El estallido de la Segunda Guerra Mundial y la invasión de Polonia por parte de los nazis puso a todas las congregaciones religiosas, principalmente a las que no dudaron en ayudar a los judíos, en el punto de mira de las autoridades del nuevo régimen alemán.
El convento en el que Alice había asumido el cargo de superiora, pronto fue tomado por el ejército alemán. Las monjas fueron recluidas en el primer piso. La madre Alice estaba preocupada por las religiosas que tenía a su cargo y por los niños que ya no podían acudir a la escuela, pero mostró siempre gran serenidad, siendo para todos “un ángel de paz”.
Alicia fue delatada por un jardinero de la comunidad al que perdonó por haberla entregado a la Gestapo. Cuando Alice salió del convento, las monjas quedaron totalmente desoladas. No se creyeron ni por un momento las palabras del soldado alemán que les aseguró que “estaba en buenas manos”.
Junto a otros religiosos de la zona, fue encarcelada en la prisión de Wejherovo. Su cautiverio duró muy poco tiempo. Días después de permanecer en prisión, dando consuelo a otros allí detenidos, entre ellos niños judíos inocentes, Alicia fue fusilada en un bosque cercano junto al resto de prisioneros. Sus cuerpos fueron quemados y de Alicia solamente sobrevivió su rosario.
El 13 de junio de 1999, sesenta años después de su atroz asesinato, el Papa Juan Pablo II se trasladó a Varsovia para oficiar la homilía en la que fue beatificada junto a otros mártires del nazismo. Entre ellos había obispos, religiosos, religiosas, seminaristas y laicos que habían perdido la vida por defender su fe. El pontífice recordó a aquellos que “dieron la vida por Cristo; dieron la vida temporal, para poseerla por los siglos en su gloria. Es una victoria particular, porque la han conseguido representantes del clero y laicos, jóvenes y ancianos, personas de todas las clases y estados”.

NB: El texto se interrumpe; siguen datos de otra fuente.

//! Fixed-size overlapping windows.

use std::ops::Range;

use super::{iteration_estimate, Window, WindowError, WindowStrategy};
use crate::data::InstanceSnapshot;

/// Cursor shared by the window engines.
///
/// Tracks where the next window starts, the bounds of the last returned
/// window and whether the final window has been yielded.
#[derive(Debug, Clone, Default)]
pub(crate) struct Cursor {
    start: usize,
    last: Option<Range<usize>>,
    exhausted: bool,
    yielded: usize,
}

impl Cursor {
    /// Bounds of the next window of `size`, then step so the following window
    /// shares `overlap` instances with it.
    ///
    /// Returns `None` once exhausted. The window whose right edge reaches the
    /// end of the stream is still returned and exhausts the cursor.
    pub(crate) fn advance(&mut self, stream_len: usize, size: usize, overlap: usize) -> Option<Range<usize>> {
        if self.exhausted {
            return None;
        }
        let start = self.start.min(stream_len);
        let end = start.saturating_add(size).min(stream_len);
        if start.saturating_add(size) >= stream_len {
            self.exhausted = true;
        } else {
            self.start = end - overlap;
        }
        self.yielded += 1;
        self.last = Some(start..end);
        Some(start..end)
    }

    /// Bounds of the last returned window.
    pub(crate) fn last(&self) -> Option<Range<usize>> {
        self.last.clone()
    }

    /// Start of the next window.
    pub(crate) fn start(&self) -> usize {
        self.start
    }

    /// Number of windows returned so far.
    pub(crate) fn yielded(&self) -> usize {
        self.yielded
    }

    pub(crate) fn is_exhausted(&self) -> bool {
        self.exhausted
    }

    pub(crate) fn window<'a>(&self, stream: &'a [InstanceSnapshot]) -> Window<'a> {
        match self.last() {
            Some(bounds) => Window::new(stream, bounds),
            None => Window::empty(),
        }
    }
}

/// Sliding window with fixed size and overlap.
///
/// Each window covers `[start, min(start + size, n))`; the next one starts
/// `overlap` instances before the previous end.
///
/// # Example
///
/// ```
/// use quickreduct::testing::numeric_stream;
/// use quickreduct::window::{SlidingWindow, WindowStrategy};
///
/// let rows: Vec<[f64; 1]> = (0..10).map(|i| [i as f64]).collect();
/// let rows: Vec<&[f64]> = rows.iter().map(|r| &r[..]).collect();
/// let stream = numeric_stream(&rows, &[0; 10]);
///
/// let mut window = SlidingWindow::new(stream.len(), 4, 2).unwrap();
/// assert_eq!(window.next_window(&stream).bounds(), 0..4);
/// assert_eq!(window.next_window(&stream).bounds(), 2..6);
/// ```
#[derive(Debug, Clone)]
pub struct SlidingWindow {
    n_instances: usize,
    size: usize,
    overlap: usize,
    cursor: Cursor,
}

impl SlidingWindow {
    /// Create a sliding window over a stream of `n_instances` records.
    ///
    /// # Errors
    ///
    /// Fails when `size` is 0 or `overlap >= size`.
    pub fn new(n_instances: usize, size: usize, overlap: usize) -> Result<Self, WindowError> {
        if size == 0 {
            return Err(WindowError::InvalidSize);
        }
        if overlap >= size {
            return Err(WindowError::OverlapTooLarge { overlap, size });
        }
        Ok(Self {
            n_instances,
            size,
            overlap,
            cursor: Cursor::default(),
        })
    }

    pub fn n_instances(&self) -> usize {
        self.n_instances
    }
}

impl WindowStrategy for SlidingWindow {
    fn next_window<'a>(&mut self, stream: &'a [InstanceSnapshot]) -> Window<'a> {
        let stream_len = stream.len().min(self.n_instances);
        match self.cursor.advance(stream_len, self.size, self.overlap) {
            Some(bounds) => Window::new(stream, bounds),
            None => Window::empty(),
        }
    }

    fn current_window<'a>(&self, stream: &'a [InstanceSnapshot]) -> Window<'a> {
        self.cursor.window(stream)
    }

    fn total_iterations(&self) -> usize {
        iteration_estimate(self.n_instances, self.size, self.overlap)
    }

    fn is_exhausted(&self) -> bool {
        self.cursor.is_exhausted()
    }

    fn window_size(&self) -> usize {
        self.size
    }

    fn overlap(&self) -> usize {
        self.overlap
    }
}

#[cfg(test)]
mod tests {
    use super::*;
    use crate::testing::numeric_stream;

    fn stream(n: usize) -> Vec<InstanceSnapshot> {
        let rows: Vec<[f64; 1]> = (0..n).map(|i| [i as f64]).collect();
        let rows: Vec<&[f64]> = rows.iter().map(|r| &r[..]).collect();
        numeric_stream(&rows, &vec![0; n])
    }

    #[test]
    fn rejects_invalid_parameters() {
        assert_eq!(SlidingWindow::new(10, 0, 0).unwrap_err(), WindowError::InvalidSize);
        assert_eq!(
            SlidingWindow::new(10, 4, 4).unwrap_err(),
            WindowError::OverlapTooLarge { overlap: 4, size: 4 }
        );
    }

    #[test]
    fn sliding_sequence() {
        let data = stream(10);
        let mut w = SlidingWindow::new(10, 4, 2).unwrap();
        assert!(w.current_window(&data).is_empty());

        let mut bounds = Vec::new();
        while !w.is_exhausted() {
            bounds.push(w.next_window(&data).bounds());
        }
        assert_eq!(bounds, vec![0..4, 2..6, 4..8, 6..10]);

        // exhausted: only empty windows, current window unchanged
        assert!(w.next_window(&data).is_empty());
        assert_eq!(w.current_window(&data).bounds(), 6..10);
    }

    #[test]
    fn last_window_may_be_partial() {
        let data = stream(10);
        let mut w = SlidingWindow::new(10, 4, 1).unwrap();
        let mut bounds = Vec::new();
        while !w.is_exhausted() {
            bounds.push(w.next_window(&data).bounds());
        }
        assert_eq!(bounds, vec![0..4, 3..7, 6..10]);

        let mut w = SlidingWindow::new(10, 6, 0).unwrap();
        assert_eq!(w.next_window(&data).bounds(), 0..6);
        assert!(!w.is_exhausted());
        assert_eq!(w.next_window(&data).bounds(), 6..10);
        assert!(w.is_exhausted());
    }

    #[test]
    fn window_larger_than_stream() {
        let data = stream(5);
        let mut w = SlidingWindow::new(5, 100, 50).unwrap();
        assert_eq!(w.next_window(&data).bounds(), 0..5);
        assert!(w.is_exhausted());
        assert_eq!(w.total_iterations(), 1);
    }

    #[test]
    fn empty_stream_exhausts_immediately() {
        let data = stream(0);
        let mut w = SlidingWindow::new(0, 3, 1).unwrap();
        assert!(w.next_window(&data).is_empty());
        assert!(w.is_exhausted());
    }

    #[test]
    fn current_window_matches_last() {
        let data = stream(10);
        let mut w = SlidingWindow::new(10, 4, 2).unwrap();
        let first = w.next_window(&data);
        let current = w.current_window(&data);
        assert_eq!(first.bounds(), current.bounds());
        assert_eq!(first.instances(), current.instances());
    }

    #[test]
    fn iteration_estimate_uses_floor_division() {
        let w = SlidingWindow::new(1000, 500, 250).unwrap();
        assert_eq!(w.total_iterations(), 4);
        let w = SlidingWindow::new(50, 100, 50).unwrap();
        assert_eq!(w.total_iterations(), 1);
    }
}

“Si hoy nos alegramos por la beatificación de 108 mártires, clérigos y laicos, - añadía Juan Pablo II - lo hacemos ante todo porque son un testimonio de la victoria de Cristo, el don que devuelve la esperanza. […] Los beatos mártires nos dicen en nuestro corazón: Creed que Dios es amor. Creedlo en el bien y en el mal. Tened esperanza. Que la esperanza produzca como fruto en vosotros la fidelidad a Dios en cualquier prueba”.